Through social media I noticed that a woman was recently attacked by a beaut of a leopard in the Matopi campsite in the Kgalagadi Transfrontier Park and there is a bit of a hype amongst campers at the moment. As usual there are a lot of accusations flying around on the how, why, do’s and don’ts. I want to stress that we have camped in the wilderness for the past 20 years and never ever had any incident/accident while camping in an unfenced campsite in Africa. We encountered hyenas skimming our tent in Moremi, a shy leopard watching us from the dark behind our tent in Central Kalahari, elephants stepping over our tent ropes in Mana Pools, hippos grazing on the green grass in front of our tent in Nkasa Rupara and monkeys trying to steal our food In Hwangwe, but nothing turned out as a bad situation.
If you follow some basic rules you will be safe.
The first and foremost rule of thumb is you are in their territory. RESPECT them. You are the visitor in their home.

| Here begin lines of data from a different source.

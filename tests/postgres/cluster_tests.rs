//! Tests for the shared cluster harness.

use crate::postgres::cluster::{WORKER_BINARY, launch_env_changes};
use crate::postgres::helpers::{PostgresCluster, postgres_cluster};
use diesel::prelude::*;
use diesel::sql_types::Integer;
use pg_embedded_setup_unpriv::{ExecutionPrivileges, detect_execution_privileges};
use rstest::rstest;
use std::path::Path;

#[derive(QueryableByName)]
struct One {
    #[diesel(sql_type = Integer)]
    one: i32,
}

#[rstest]
fn cluster_answers_queries(postgres_cluster: PostgresCluster) {
    let mut conn = postgres_cluster
        .admin_connection()
        .expect("admin connection");

    let row = diesel::sql_query("SELECT 1 AS one")
        .get_result::<One>(&mut conn)
        .expect("query runs");

    assert_eq!(row.one, 1);
}

#[rstest]
fn worker_binary_is_built_with_the_tests() {
    assert!(Path::new(WORKER_BINARY).is_file(), "missing {WORKER_BINARY}");
}

#[rstest]
fn root_launches_name_the_worker() {
    let changes = launch_env_changes().expect("launch environment");
    let worker = changes
        .iter()
        .find(|(key, _)| key == "PG_EMBEDDED_WORKER")
        .and_then(|(_, value)| value.as_deref());

    let is_root = matches!(detect_execution_privileges(), ExecutionPrivileges::Root);
    if is_root && std::env::var_os("PG_EMBEDDED_WORKER").is_none() {
        assert_eq!(worker, Some(WORKER_BINARY));
    } else {
        assert_eq!(worker, None);
    }
}
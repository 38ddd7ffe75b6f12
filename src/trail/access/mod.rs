//! Access control for trails.
//!
//! [`TrailAccessPolicy`] mirrors the row-level-security policy installed on
//! the `trails` table: `can_read` plays the part of the `USING` predicate and
//! `can_write` the `WITH CHECK` predicate. Services consult the policy before
//! touching a repository, so in-memory and `PostgreSQL` stores see the same
//! rules.

mod caller;
mod policy;

pub use caller::{Caller, PrincipalId};
pub use policy::{AllowAllTrails, TrailAccessPolicy, TrailOperation};
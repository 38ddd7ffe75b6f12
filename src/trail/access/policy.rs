//! Access policies for trail rows.

use super::Caller;
use crate::trail::domain::{Trail, TrailContent};
use std::fmt;

/// Operations a policy can be asked about.
#[derive(Debug, Clone, Copy, PartialEq, Eq, Hash)]
pub enum TrailOperation {
    /// Reading a trail.
    Select,
    /// Creating a trail.
    Insert,
    /// Changing a stored trail.
    Update,
    /// Removing a stored trail.
    Delete,
}

impl TrailOperation {
    /// Returns the canonical lowercase operation name.
    #[must_use]
    pub const fn as_str(self) -> &'static str {
        match self {
            Self::Select => "select",
            Self::Insert => "insert",
            Self::Update => "update",
            Self::Delete => "delete",
        }
    }
}

impl fmt::Display for TrailOperation {
    fn fmt(&self, f: &mut fmt::Formatter<'_>) -> fmt::Result {
        f.write_str(self.as_str())
    }
}

/// Row-level access rules for trails.
pub trait TrailAccessPolicy: Send + Sync {
    /// Human-readable policy name.
    fn name(&self) -> &str;

    /// Row visibility: whether `caller` may see `trail` at all.
    ///
    /// Hidden rows behave as if they did not exist.
    fn can_read(&self, caller: &Caller, trail: &Trail) -> bool;

    /// Write validation: whether `caller` may store a row holding `content`.
    fn can_write(&self, caller: &Caller, content: &TrailContent) -> bool;

    /// Returns `true` when the policy admits every caller for every
    /// operation.
    fn is_unrestricted(&self) -> bool {
        false
    }
}

/// Grants every caller every operation on every trail.
///
/// This matches the `"Allow all access to trails"` row-level-security policy
/// in the schema and shares its name. It is a placeholder: trails carry no
/// owner yet, so nothing narrower can be expressed. Once they do, replace it
/// with a policy that compares the caller with the owning principal.
#[derive(Debug, Clone, Copy, Default, PartialEq, Eq)]
pub struct AllowAllTrails;

impl AllowAllTrails {
    /// Name of the matching database policy.
    pub const NAME: &'static str = "Allow all access to trails";
}

impl TrailAccessPolicy for AllowAllTrails {
    fn name(&self) -> &str {
        Self::NAME
    }

    fn can_read(&self, _caller: &Caller, _trail: &Trail) -> bool {
        true
    }

    fn can_write(&self, _caller: &Caller, _content: &TrailContent) -> bool {
        true
    }

    fn is_unrestricted(&self) -> bool {
        true
    }
}
//! Then steps for trail lifecycle BDD scenarios.

use super::world::{TrailWorld, other_caller, run_async};
use chrono::{Duration, Utc};
use rstest_bdd_macros::then;
use trails::trail::{access::Caller, domain::Trail};

fn read_as_everyone(world: &TrailWorld) -> Result<Vec<Trail>, eyre::Report> {
    let id = world.recorded()?.id();
    let mut seen = Vec::new();
    for caller in [Caller::Anonymous, other_caller(), world.caller] {
        let found = run_async(world.service.find(&caller, id))
            .map_err(|err| eyre::eyre!("find failed: {err}"))?
            .ok_or_else(|| eyre::eyre!("trail {id} not visible to {caller}"))?;
        seen.push(found);
    }
    Ok(seen)
}

#[then("the recorded trail has a generated identifier")]
fn has_generated_identifier(world: &TrailWorld) -> Result<(), eyre::Report> {
    let trail = world.recorded()?;
    if trail.id().into_inner().is_nil() {
        return Err(eyre::eyre!("expected a generated identifier"));
    }
    Ok(())
}

#[then("the recorded trail was created just now")]
fn created_just_now(world: &TrailWorld) -> Result<(), eyre::Report> {
    let trail = world.recorded()?;
    let after = world
        .recorded_after
        .ok_or_else(|| eyre::eyre!("recording time was not captured"))?;
    let created = trail.created_at();
    if created < after || created > Utc::now() + Duration::seconds(1) {
        return Err(eyre::eyre!("created_at {created} is not close to now"));
    }
    Ok(())
}

#[then("the recorded trail has no synthesis, nodes, or edges")]
fn has_no_optional_fields(world: &TrailWorld) -> Result<(), eyre::Report> {
    let trail = world.recorded()?;
    if trail.synthesis().is_some() || trail.nodes().is_some() || trail.edges().is_some() {
        return Err(eyre::eyre!("expected empty optional fields, got {trail:?}"));
    }
    Ok(())
}

#[then(r#"any caller reading the trail sees synthesis "{synthesis}""#)]
fn everyone_sees_synthesis(world: &TrailWorld, synthesis: String) -> Result<(), eyre::Report> {
    for trail in read_as_everyone(world)? {
        if trail.synthesis() != Some(synthesis.as_str()) {
            return Err(eyre::eyre!(
                "expected synthesis '{synthesis}', got {:?}",
                trail.synthesis()
            ));
        }
    }
    Ok(())
}

#[then("any caller reading the trail sees {count:usize} nodes")]
fn everyone_sees_nodes(world: &TrailWorld, count: usize) -> Result<(), eyre::Report> {
    for trail in read_as_everyone(world)? {
        let seen = trail
            .nodes()
            .and_then(|payload| payload.as_value().as_array())
            .map_or(0, Vec::len);
        if seen != count {
            return Err(eyre::eyre!("expected {count} nodes, found {seen}"));
        }
    }
    Ok(())
}

#[then(r#"the listing starts with "{query}""#)]
fn listing_starts_with(world: &TrailWorld, query: String) -> Result<(), eyre::Report> {
    let listing = world
        .last_listing
        .as_ref()
        .ok_or_else(|| eyre::eyre!("no listing captured"))?;
    let first = listing
        .first()
        .ok_or_else(|| eyre::eyre!("listing is empty"))?;
    if first.query() != query {
        return Err(eyre::eyre!("expected '{query}' first, got '{}'", first.query()));
    }
    Ok(())
}

#[then("the listing contains {count:usize} trails")]
fn listing_contains(world: &TrailWorld, count: usize) -> Result<(), eyre::Report> {
    let listing = world
        .last_listing
        .as_ref()
        .ok_or_else(|| eyre::eyre!("no listing captured"))?;
    if listing.len() != count {
        return Err(eyre::eyre!("expected {count} trails, found {}", listing.len()));
    }
    Ok(())
}

#[then("the trail can no longer be found")]
fn trail_is_gone(world: &TrailWorld) -> Result<(), eyre::Report> {
    let id = world.recorded()?.id();
    let found = run_async(world.service.find(&Caller::Anonymous, id))
        .map_err(|err| eyre::eyre!("find failed: {err}"))?;
    if found.is_some() {
        return Err(eyre::eyre!("expected trail {id} to be deleted"));
    }
    Ok(())
}
fn parse_transform(element: &XmlElement) -> Result<Transform, SceneLoadError> {
    let mut transform = Transform::default();
    for op in &element.children {
        let step = match op.name.as_str() {
            "translate" => Transform::translate(&transform_operand(op, 0.0)?),
            "scale" => Transform::scale(&transform_operand(op, 1.0)?),
            "rotate" => {
                let axis = parse_vector(op.required_attr("axis")?)?;
                if axis.norm() == 0.0 {
                    return Err(SceneLoadError::Parse("rotate: axis must not be zero".to_string()));
                }
                Transform::rotate(&axis, parse_float(op.required_attr("angle")?)?)
            }
            "matrix" => {
                let values = parse_numbers(op.required_attr("value")?)?;
                if values.len() != 16 {
                    return Err(SceneLoadError::Parse(format!("matrix: expected 16 values, found {}", values.len())));
                }
                let matrix = Matrix4f::from_row_slice(&values);
                if matrix.try_inverse().is_none() {
                    return Err(SceneLoadError::Parse("matrix: not invertible".to_string()));
                }
                Transform::new(matrix)
            }
            "lookat" => {
                let origin = parse_vector(op.required_attr("origin")?)?;
                let target = parse_vector(op.required_attr("target")?)?;
                let up = match op.attr("up") {
                    Some(up) => parse_vector(up)?,
                    None => Vector3f::new(0.0, 1.0, 0.0),
                };
                Transform::look_at(&origin, &target, &up)
            }
            other => return Err(SceneLoadError::Parse(format!("unknown transform operation <{}>", other))),
        };
        transform = transform.then(&step);
    }
    Ok(transform)
}

// Either `value="x,y,z"` (a single number applies to every axis) or
// separate x/y/z attributes defaulting to `fill`.
fn transform_operand(op: &XmlElement, fill: Float) -> Result<Vector3f, SceneLoadError> {
    if let Some(value) = op.attr("value") {
        return parse_vector(value);
    }
    let mut v = Vector3f::new(fill, fill, fill);
    for (idx, key) in ["x", "y", "z"].iter().enumerate() {
        if let Some(component) = op.attr(key) {
            v[idx] = parse_float(component)?;
        }
    }
    Ok(v)
}

fn parse_float(value: &str) -> Result<Float, SceneLoadError> {
    value.trim().parse::<Float>().map_err(|_| SceneLoadError::Parse(format!("invalid float: {}", value)))
}

fn parse_integer(value: &str) -> Result<i64, SceneLoadError> {
    value.trim().parse::<i64>().map_err(|_| SceneLoadError::Parse(format!("invalid integer: {}", value)))
}

fn parse_bool(value: &str) -> Result<bool, SceneLoadError> {
    match value.trim() {
        "true" => Ok(true),
        "false" => Ok(false),
        other => Err(SceneLoadError::Parse(format!("invalid boolean: {}", other))),
    }
}

fn parse_numbers(value: &str) -> Result<Vec<Float>, SceneLoadError> {
    value.split(|c: char| c == ',' || c.is_whitespace())
        .filter(|s| !s.is_empty())
        .map(parse_float)
        .collect()
}

fn parse_vector(value: &str) -> Result<Vector3f, SceneLoadError> {
    match parse_numbers(value)?.as_slice() {
        [v] => Ok(Vector3f::new(*v, *v, *v)),
        [x, y] => Ok(Vector3f::new(*x, *y, 0.0)),
        [x, y, z] => Ok(Vector3f::new(*x, *y, *z)),
        _ => Err(SceneLoadError::Parse(format!("invalid vector: {}", value))),
    }
}

fn parse_color(value: &str) -> Result<RGBSpectrum, SceneLoadError> {
    match parse_numbers(value)?.as_slice() {
        [v] => Ok(RGBSpectrum::splat(*v)),
        [r, g, b] => Ok(RGBSpectrum::new(*r, *g, *b)),
        _ => Err(SceneLoadError::Parse(format!("invalid color: {}", value))),
    }
}

#[cfg(test)]
mod tests {
    use super::*;
    use crate::math::constants::Vector2i;
    use crate::math::ray::Ray3f;
    use crate::samplers::independent::IndependentSampler;

    const SIMPLE_SCENE: &str = r#"
        <scene>
            <default name="spp" value="4"/>
            <camera type="perspective">
                <integer name="width" value="64"/>
                <integer name="height" value="48"/>
                <float name="fov" value="40"/>
                <string name="fovAxis" value="x"/>
                <transform>
                    <lookat origin="0,0,-5" target="0,0,0" up="0,1,0"/>
                </transform>
            </camera>
            <bsdf type="conductor" id="mirror">
                <color name="reflectance" value="0.9"/>
            </bsdf>
            <instance>
                <shape type="sphere"/>
                <bsdf type="diffuse">
                    <texture name="albedo" type="checkerboard">
                        <color name="color0" value="0.1,0.2,0.3"/>
                        <color name="color1" value="0.8"/>
                        <vector name="scale" value="4,4"/>
                    </texture>
                </bsdf>
                <emission type="lambertian">
                    <color name="emission" value="1,1,1"/>
                </emission>
                <transform>
                    <translate z="2"/>
                </transform>
            </instance>
            <instance>
                <shape type="rectangle"/>
                <ref id="mirror"/>
                <boolean name="flip_normal" value="true"/>
            </instance>
            <light type="point">
                <vector name="position" value="0,3,0"/>
                <color name="power" value="100"/>
            </light>
            <background type="constant">
                <color name="radiance" value="0.5"/>
            </background>
            <integrator type="path">
                <integer name="depth" value="3"/>
                <sampler type="independent">
                    <integer name="count" value="$spp"/>
                    <integer name="seed" value="7"/>
                </sampler>
            </integrator>
        </scene>
    "#;

    fn load(xml: &str) -> Result<SceneDescription, SceneLoadError> {
        parse_scene(xml, Path::new("."))
    }

    fn assert_vec_close(a: Vector3f, b: Vector3f) {
        assert!((a - b).norm() < 1e-5, "expected {:?} ≈ {:?}", a, b);
    }

    #[test]
    fn test_load_simple_scene() {
        let description = load(SIMPLE_SCENE).unwrap();
        let scene = &description.scene;
        assert_eq!(scene.instances().len(), 2);
        assert_eq!(scene.lights().len(), 1);
        assert_eq!(scene.camera().unwrap().resolution(), Vector2i::new(64, 48));
        assert_eq!(description.integrator.type_name(), "path");
        assert_eq!(description.sampler.type_name(), "independent");

        let sampler = description.build_sampler().unwrap();
        assert_eq!(sampler.samples_per_pixel(), 4);
        assert!(description.build_integrator().is_ok());

        let background = scene.evaluate_background(&Vector3f::new(0.0, 1.0, 0.0));
        assert!((background.g() - 0.5).abs() < 1e-6);
    }

    #[test]
    fn test_loaded_instances_are_placed() {
        let description = load(SIMPLE_SCENE).unwrap();
        let mut rng = IndependentSampler::new(0, 1);
        let ray = Ray3f::new(Vector3f::new(0.0, 0.0, -5.0), Vector3f::new(0.0, 0.0, 1.0));
        let its = description.scene.intersect(&ray, &mut rng).unwrap();

        // The rectangle sits at z = 0 in front of the translated sphere.
        assert!((its.t - 5.0).abs() < 1e-4);
        assert_vec_close(its.frame.normal, Vector3f::new(0.0, 0.0, -1.0));
    }

    #[test]
    fn test_overrides_take_precedence() {
        let mut description = load(SIMPLE_SCENE).unwrap();
        description.apply_overrides(&RenderOverrides { samples_per_pixel: Some(16),
                                                       max_depth: Some(8),
                                                       seed: Some(3) });
        assert_eq!(description.build_sampler().unwrap().samples_per_pixel(), 16);
        assert_eq!(description.integrator.get_u32_or("depth", 0).unwrap(), 8);
        assert_eq!(description.sampler.get_integer("seed").unwrap(), 3);
    }

    #[test]
    fn test_overrides_from_args() {
        let args: Vec<String> = ["--spp", "32", "--seed", "9"].iter().map(|s| s.to_string()).collect();
        let overrides = RenderOverrides::from_args(&args).unwrap();
        assert_eq!(overrides.samples_per_pixel, Some(32));
        assert_eq!(overrides.max_depth, None);
        assert_eq!(overrides.seed, Some(9));

        assert!(RenderOverrides::from_args(&["--depth".to_string()]).is_err());
        assert!(RenderOverrides::from_args(&["--depth".to_string(), "-1".to_string()]).is_err());
        assert!(RenderOverrides::from_args(&["--camera".to_string(), "1".to_string()]).is_err());
    }

    #[test]
    fn test_missing_camera_is_an_error() {
        let result = load("<scene><light type=\"point\"><vector name=\"position\" value=\"0\"/><color name=\"power\" value=\"1\"/></light></scene>");
        match result {
            Err(SceneLoadError::MissingProperty(name)) => assert_eq!(name, "scene.camera"),
            _ => panic!("expected a missing camera error"),
        }
    }

    #[test]
    fn test_unknown_bsdf_type() {
        let xml = r#"
            <scene>
                <camera type="perspective"><float name="fov" value="30"/></camera>
                <instance><shape type="sphere"/><bsdf type="velvet"/></instance>
            </scene>
        "#;
        assert!(matches!(load(xml), Err(SceneLoadError::UnknownType(_))));
    }

    #[test]
    fn test_instance_requires_shape() {
        let xml = r#"
            <scene>
                <camera type="perspective"><float name="fov" value="30"/></camera>
                <instance><bsdf type="diffuse"><color name="albedo" value="0.5"/></bsdf></instance>
            </scene>
        "#;
        match load(xml) {
            Err(SceneLoadError::MissingProperty(name)) => assert_eq!(name, "instance.shape"),
            _ => panic!("expected a missing shape error"),
        }
    }

    #[test]
    fn test_malformed_xml() {
        assert!(matches!(load("<scene><camera></scene>"), Err(SceneLoadError::Xml(_))));
        assert!(matches!(load("<world/>"), Err(SceneLoadError::Parse(_))));
    }

    #[test]
    fn test_transform_composition_order() {
        let root = parse_tree(r#"
            <transform>
                <scale value="2"/>
                <translate x="0" y="1" z="0"/>
                <rotate axis="0,0,1" angle="90"/>
            </transform>
        "#).unwrap();
        let t = parse_transform(&root).unwrap();
        // (1,0,0) -> scale (2,0,0) -> translate (2,1,0) -> rotate (-1,2,0)
        assert_vec_close(t.apply_point(Vector3f::new(1.0, 0.0, 0.0)), Vector3f::new(-1.0, 2.0, 0.0));
    }

    #[test]
    fn test_matrix_transform() {
        let root = parse_tree(r#"
            <transform>
                <matrix value="1 0 0 3  0 1 0 0  0 0 1 0  0 0 0 1"/>
            </transform>
        "#).unwrap();
        let t = parse_transform(&root).unwrap();
        assert_vec_close(t.apply_point(Vector3f::zeros()), Vector3f::new(3.0, 0.0, 0.0));

        let singular = parse_tree("<transform><matrix value=\"0 0 0 0 0 0 0 0 0 0 0 0 0 0 0 0\"/></transform>").unwrap();
        assert!(parse_transform(&singular).is_err());
    }

    #[test]
    fn test_default_substitution() {
        let mut defaults = HashMap::new();
        defaults.insert("res".to_string(), "256".to_string());
        assert_eq!(resolve_value("$res", &defaults), "256");
        assert_eq!(resolve_value("plain", &defaults), "plain");
    }

    #[test]
    fn test_value_parsers() {
        assert_vec_close(parse_vector("1, 2 3").unwrap(), Vector3f::new(1.0, 2.0, 3.0));
        assert_vec_close(parse_vector("0.5").unwrap(), Vector3f::new(0.5, 0.5, 0.5));
        assert!(parse_vector("1,2,3,4").is_err());
        assert!(parse_color("1,2").is_err());
        assert!(parse_bool("yes").is_err());
        assert_eq!(parse_integer(" 12 ").unwrap(), 12);
    }
}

Wild animals will very seldom just attack you at random. If they do that, they are either provoked, feel threatened, is sick or has completely lost its fear for humans. So, ZIP UP your tent. Always. This is not even negotiable. Sleep with an unzipped tent and you will encounter trouble. Leopards, lions and hyenas are hunters!
It is very tempting to put out bait to have a up close and personal experience. Remember if you do it you create CONSEQUENCES for future visitors to the same spot. This forms an association and expectation of food when it encounters humans and eventually they lose their fear for humans. Trouble.
STOW your food in secure containers in the back of your vehicle. Baboons and monkeys are known for their acute smell and will rip open tents with their capable paws to get to your stash. On various occasions we had to scare away baboons or monkeys from fellow campers’ food stash while they were out on a drive. Why would they hunt if the food storage is easily accessible for them? Lock up. Always.
Do not think if you visit the bush once a year for a week that you are a bush expert! Listen to what weathered, well-travelled and experienced people tell you to do. Guides are trained to know the bush. This was a rare and unfortunate incident that spoiled a dream vacation. Your chances of being hit by a car is bigger than being attacked by a wild animal in the veld. TRUST them.
Regardless of the circumstances surrounding this incident, I wish the lady a speedy recovery as this must have been a horrific experience to her, her family and friends.
“Time camping is not spent; it is invested”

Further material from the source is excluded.